▶ **PROVIDED DATA**
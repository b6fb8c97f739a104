//! Pipe table tests

use crate::common::{md_to_html, md_to_html_with};
use insta::assert_snapshot;
use mdbridge_convert::{convert, scan, BlockKind, ConversionConfig};

const TABLE: &str = "| Name | Age |\n|------|-----|\n| Ann | 30 |\n| Bob | 41 |";

#[test]
fn test_table_renders_head_and_body() {
    assert_snapshot!(md_to_html(TABLE), @r#"
    <table>
    <thead>
    <tr><th>Name</th><th>Age</th></tr>
    </thead>
    <tbody>
    <tr><td>Ann</td><td>30</td></tr>
    <tr><td>Bob</td><td>41</td></tr>
    </tbody>
    </table>
    "#);
}

#[test]
fn test_table_disabled_renders_nothing() {
    let config = ConversionConfig {
        enable_tables: false,
        ..ConversionConfig::default()
    };
    let result = convert(TABLE, &config).unwrap();
    assert!(!result.output.contains("<table"));
    assert_eq!(result.output, "");
    // Still scanned, so it still counts.
    assert_eq!(result.stats.table_count, 1);
}

#[test]
fn test_alignment_row_is_skipped() {
    let html = md_to_html("| L | R |\n|:---|---:|\n| a | b |");
    assert!(!html.contains("---"));
    assert!(html.contains("<tr><td>a</td><td>b</td></tr>"));
}

#[test]
fn test_header_only_table_has_no_body() {
    assert_eq!(
        md_to_html("| Only | Header |"),
        "<table>\n<thead>\n<tr><th>Only</th><th>Header</th></tr>\n</thead>\n</table>\n"
    );
}

#[test]
fn test_cells_get_inline_formatting() {
    let html = md_to_html("| **bold** | [link](/x) |\n| --- | --- |\n| `code` | ~~gone~~ |");
    assert!(html.contains("<th><strong>bold</strong></th><th><a href=\"/x\">link</a></th>"));
    assert!(html.contains("<td><code>code</code></td><td><del>gone</del></td>"));
}

#[test]
fn test_table_closed_by_first_non_pipe_line() {
    let blocks = scan("| a |\n| b |\nafter\n| c |");
    let kinds: Vec<_> = blocks.iter().map(|b| b.kind.clone()).collect();
    assert_eq!(
        kinds,
        vec![BlockKind::Table, BlockKind::Paragraph, BlockKind::Table]
    );
    assert_eq!(blocks[0].text, "| a |\n| b |");
}

#[test]
fn test_table_at_end_of_input_is_flushed() {
    let blocks = scan("intro\n| x | y |");
    assert_eq!(blocks.len(), 2);
    assert_eq!(blocks[1].kind, BlockKind::Table);
}

#[test]
fn test_table_closes_open_list() {
    assert_eq!(
        md_to_html("- item\n| a |"),
        "<ul>\n<li>item</li>\n</ul>\n<table>\n<thead>\n<tr><th>a</th></tr>\n</thead>\n</table>\n"
    );
}

#[test]
fn test_fence_closes_table() {
    let blocks = scan("| a |\n```\ncode\n```");
    assert_eq!(blocks.len(), 2);
    assert_eq!(blocks[0].kind, BlockKind::Table);
    assert_eq!(
        blocks[1].kind,
        BlockKind::CodeBlock {
            language: String::new()
        }
    );

    let config = ConversionConfig::default();
    assert!(md_to_html_with("| a |\n```\ncode\n```", &config)
        .ends_with("<pre><code>code</code></pre>\n"));
}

▶ **THE TASK**
Wherever a line above includes the string "thead", count it; give only the final tally.

▶ **ANSWER TO THIS EXERCISE**
4